YOUR INSTRUCTIONS:
Pull every line holding the string "bare" from the records below.

TASK DATA:
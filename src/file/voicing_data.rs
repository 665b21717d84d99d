use bevy::log::warn;
use serde::Deserialize;
use serde_yaml::{Mapping, Value};
use std::collections::HashMap;
use std::fs;
use std::path::Path;
use thiserror::Error;

use crate::theory::{ChordType, GuitarString, ParseError, PitchClass, PositionName, StringRange, StringSet};
use crate::voicing::{ChordSelection, NoteDescriptor, PositionEntry, RootTable, Voicing, VoicingData, VoicingTable};

/// Voicing entry that only records which strings the backend assigned.
const BOOKKEEPING_KEY: &str = "assigned_strings";

#[derive(Debug, Error)]
pub enum DataError {
    #[error("I/O error while reading voicing data: {0}")]
    Io(#[from] std::io::Error),

    #[error("Failed to parse voicing data: {0}")]
    Yaml(#[from] serde_yaml::Error),

    #[error("Invalid root table entry: {0}")]
    RootTable(#[from] ParseError),
}

/// Content problems found while normalizing a payload. The offending entry is
/// dropped and the rest of the payload is kept.
#[derive(Debug, Clone, PartialEq, Eq, Error)]
pub enum IngestIssue {
    #[error("invalid string range key `{0}`")]
    InvalidRange(String),

    #[error("range `{range}`: unknown position `{label}`")]
    UnknownPosition { range: String, label: String },

    #[error("range `{range}`, {position}: position is not a mapping of strings")]
    MalformedPosition { range: String, position: String },

    #[error("range `{range}`, {position}: unknown string key `{key}`")]
    UnknownString {
        range: String,
        position: String,
        key: String,
    },

    #[error("range `{range}`, {position}: {string} is not on this instrument")]
    StringNotInSet {
        range: String,
        position: String,
        string: GuitarString,
    },

    #[error("range `{range}`, {position}, {string}: {reason}")]
    MalformedNote {
        range: String,
        position: String,
        string: GuitarString,
        reason: String,
    },

    #[error("range `{0}` has no usable positions")]
    EmptyRange(String),
}

#[derive(Debug, Clone)]
pub struct LoadedVoicingData {
    pub data: VoicingData,
    pub issues: Vec<IngestIssue>,
}

#[derive(Debug, Deserialize)]
struct RawVoicingData {
    chord: RawChord,
    #[serde(default)]
    root_table: HashMap<String, String>,
    #[serde(default)]
    voicings: Mapping,
}

#[derive(Debug, Deserialize)]
struct RawChord {
    root: String,
    #[serde(default)]
    quality: String,
}

pub fn load_voicing_data(path: &Path, strings: StringSet) -> Result<LoadedVoicingData, DataError> {
    let content = fs::read_to_string(path)?;
    parse_voicing_data(&content, strings)
}

/// Reads a payload and normalizes every note entry into a [`NoteDescriptor`].
pub fn parse_voicing_data(text: &str, strings: StringSet) -> Result<LoadedVoicingData, DataError> {
    let raw: RawVoicingData = serde_yaml::from_str(text)?;

    let mut root_table = RootTable::new();
    for (root, pitch) in &raw.root_table {
        root_table.insert(root.as_str(), pitch.parse::<PitchClass>()?);
    }

    let mut reader = TableReader {
        strings,
        issues: Vec::new(),
    };
    let table = reader.read_table(&raw.voicings);
    for issue in &reader.issues {
        warn!("Voicing data: {issue}");
    }

    Ok(LoadedVoicingData {
        data: VoicingData {
            chord: ChordSelection {
                root: raw.chord.root,
                chord_type: ChordType::from_quality(&raw.chord.quality),
            },
            root_table,
            table,
        },
        issues: reader.issues,
    })
}

struct TableReader {
    strings: StringSet,
    issues: Vec<IngestIssue>,
}

impl TableReader {
    fn read_table(&mut self, voicings: &Mapping) -> VoicingTable {
        let mut table = VoicingTable::new();

        for (range_key, positions) in voicings {
            let range_label = scalar_text(range_key).unwrap_or_default();
            let Ok(range) = range_label.parse::<StringRange>() else {
                self.issues.push(IngestIssue::InvalidRange(range_label));
                continue;
            };

            let mut inserted = 0;
            if let Value::Mapping(positions) = positions {
                for (position_key, notes) in positions {
                    let label = scalar_text(position_key).unwrap_or_default();
                    let Ok(position) = label.parse::<PositionName>() else {
                        self.issues.push(IngestIssue::UnknownPosition {
                            range: range_label.clone(),
                            label,
                        });
                        continue;
                    };
                    let Some(voicing) = self.read_voicing(&range_label, &label, notes) else {
                        continue;
                    };
                    table.insert(
                        range,
                        PositionEntry {
                            label,
                            position,
                            voicing,
                        },
                    );
                    inserted += 1;
                }
            }

            if inserted == 0 {
                self.issues.push(IngestIssue::EmptyRange(range_label));
            }
        }

        table
    }

    fn read_voicing(&mut self, range: &str, position: &str, notes: &Value) -> Option<Voicing> {
        let Value::Mapping(notes) = notes else {
            self.issues.push(IngestIssue::MalformedPosition {
                range: range.to_string(),
                position: position.to_string(),
            });
            return None;
        };

        let mut voicing = Voicing::new();
        for (key, entry) in notes {
            let key = scalar_text(key).unwrap_or_default();
            if key == BOOKKEEPING_KEY {
                continue;
            }
            let Some(string) = GuitarString::from_data_key(&key) else {
                self.issues.push(IngestIssue::UnknownString {
                    range: range.to_string(),
                    position: position.to_string(),
                    key,
                });
                continue;
            };
            if !self.strings.contains(string) {
                self.issues.push(IngestIssue::StringNotInSet {
                    range: range.to_string(),
                    position: position.to_string(),
                    string,
                });
                continue;
            }

            for parsed in read_note_entry(entry) {
                match parsed {
                    Ok(note) => voicing.push(string, note),
                    Err(reason) => self.issues.push(IngestIssue::MalformedNote {
                        range: range.to_string(),
                        position: position.to_string(),
                        string,
                        reason,
                    }),
                }
            }
        }

        Some(voicing)
    }
}

/// One string's entry: a bare pitch, a `[pitch, tension, name, root]` tuple,
/// a keyed map, or a list of those.
fn read_note_entry(entry: &Value) -> Vec<Result<NoteDescriptor, String>> {
    match entry {
        Value::Sequence(items) if is_note_list(items) => {
            items.iter().flat_map(read_note_entry).collect()
        }
        Value::Sequence(items) => vec![read_tuple(items)],
        Value::Mapping(fields) => vec![read_fields(fields)],
        Value::String(_) => vec![read_pitch(entry).map(NoteDescriptor::new)],
        other => vec![Err(format!("unsupported note entry {other:?}"))],
    }
}

// A list of bare pitches is several notes; a tuple carries a tension label
// or root flag after the pitch. Write tensions that look like pitches ("b3")
// as a full four-item tuple.
fn is_note_list(items: &[Value]) -> bool {
    if items
        .iter()
        .any(|item| matches!(item, Value::Sequence(_) | Value::Mapping(_)))
    {
        return true;
    }
    if items.len() < 2 || items.len() > 4 || items.iter().any(Value::is_bool) {
        return items.len() > 4;
    }
    items[1..].iter().all(|item| read_pitch(item).is_ok())
}

fn read_tuple(items: &[Value]) -> Result<NoteDescriptor, String> {
    let pitch = items
        .first()
        .ok_or_else(|| "empty note tuple".to_string())
        .and_then(read_pitch)?;
    let mut note = NoteDescriptor::new(pitch);
    if let Some(tension) = items.get(1).and_then(scalar_text) {
        note.tension = tension;
    }
    if let Some(name) = items.get(2).and_then(scalar_text) {
        note.display_name = name;
    }
    note.is_root = items.get(3).and_then(Value::as_bool);
    Ok(note)
}

fn read_fields(fields: &Mapping) -> Result<NoteDescriptor, String> {
    let field = |names: &[&str]| names.iter().find_map(|name| fields.get(*name));

    let pitch = field(&["pitch", "pitchClass", "pitch_class"])
        .ok_or_else(|| "note map without a pitch".to_string())
        .and_then(read_pitch)?;
    let mut note = NoteDescriptor::new(pitch);
    if let Some(tension) = field(&["tension", "tensionLabel", "tension_label"]).and_then(scalar_text) {
        note.tension = tension;
    }
    if let Some(name) = field(&["name", "displayName", "display_name"]).and_then(scalar_text) {
        note.display_name = name;
    }
    note.is_root = field(&["root", "isRoot", "is_root"]).and_then(Value::as_bool);
    Ok(note)
}

fn read_pitch(value: &Value) -> Result<PitchClass, String> {
    let text = scalar_text(value).ok_or_else(|| format!("pitch is not text: {value:?}"))?;
    if text.trim().is_empty() {
        return Err("empty pitch".to_string());
    }
    text.parse().map_err(|e: ParseError| e.to_string())
}

fn scalar_text(value: &Value) -> Option<String> {
    match value {
        Value::String(s) => Some(s.clone()),
        Value::Number(n) => Some(n.to_string()),
        _ => None,
    }
}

RESPONSE TO THIS TASK:
/// One string's entry: a bare pitch, a `[pitch, tension, name, root]` tuple,
// A list of bare pitches is several notes; a tuple carries a tension label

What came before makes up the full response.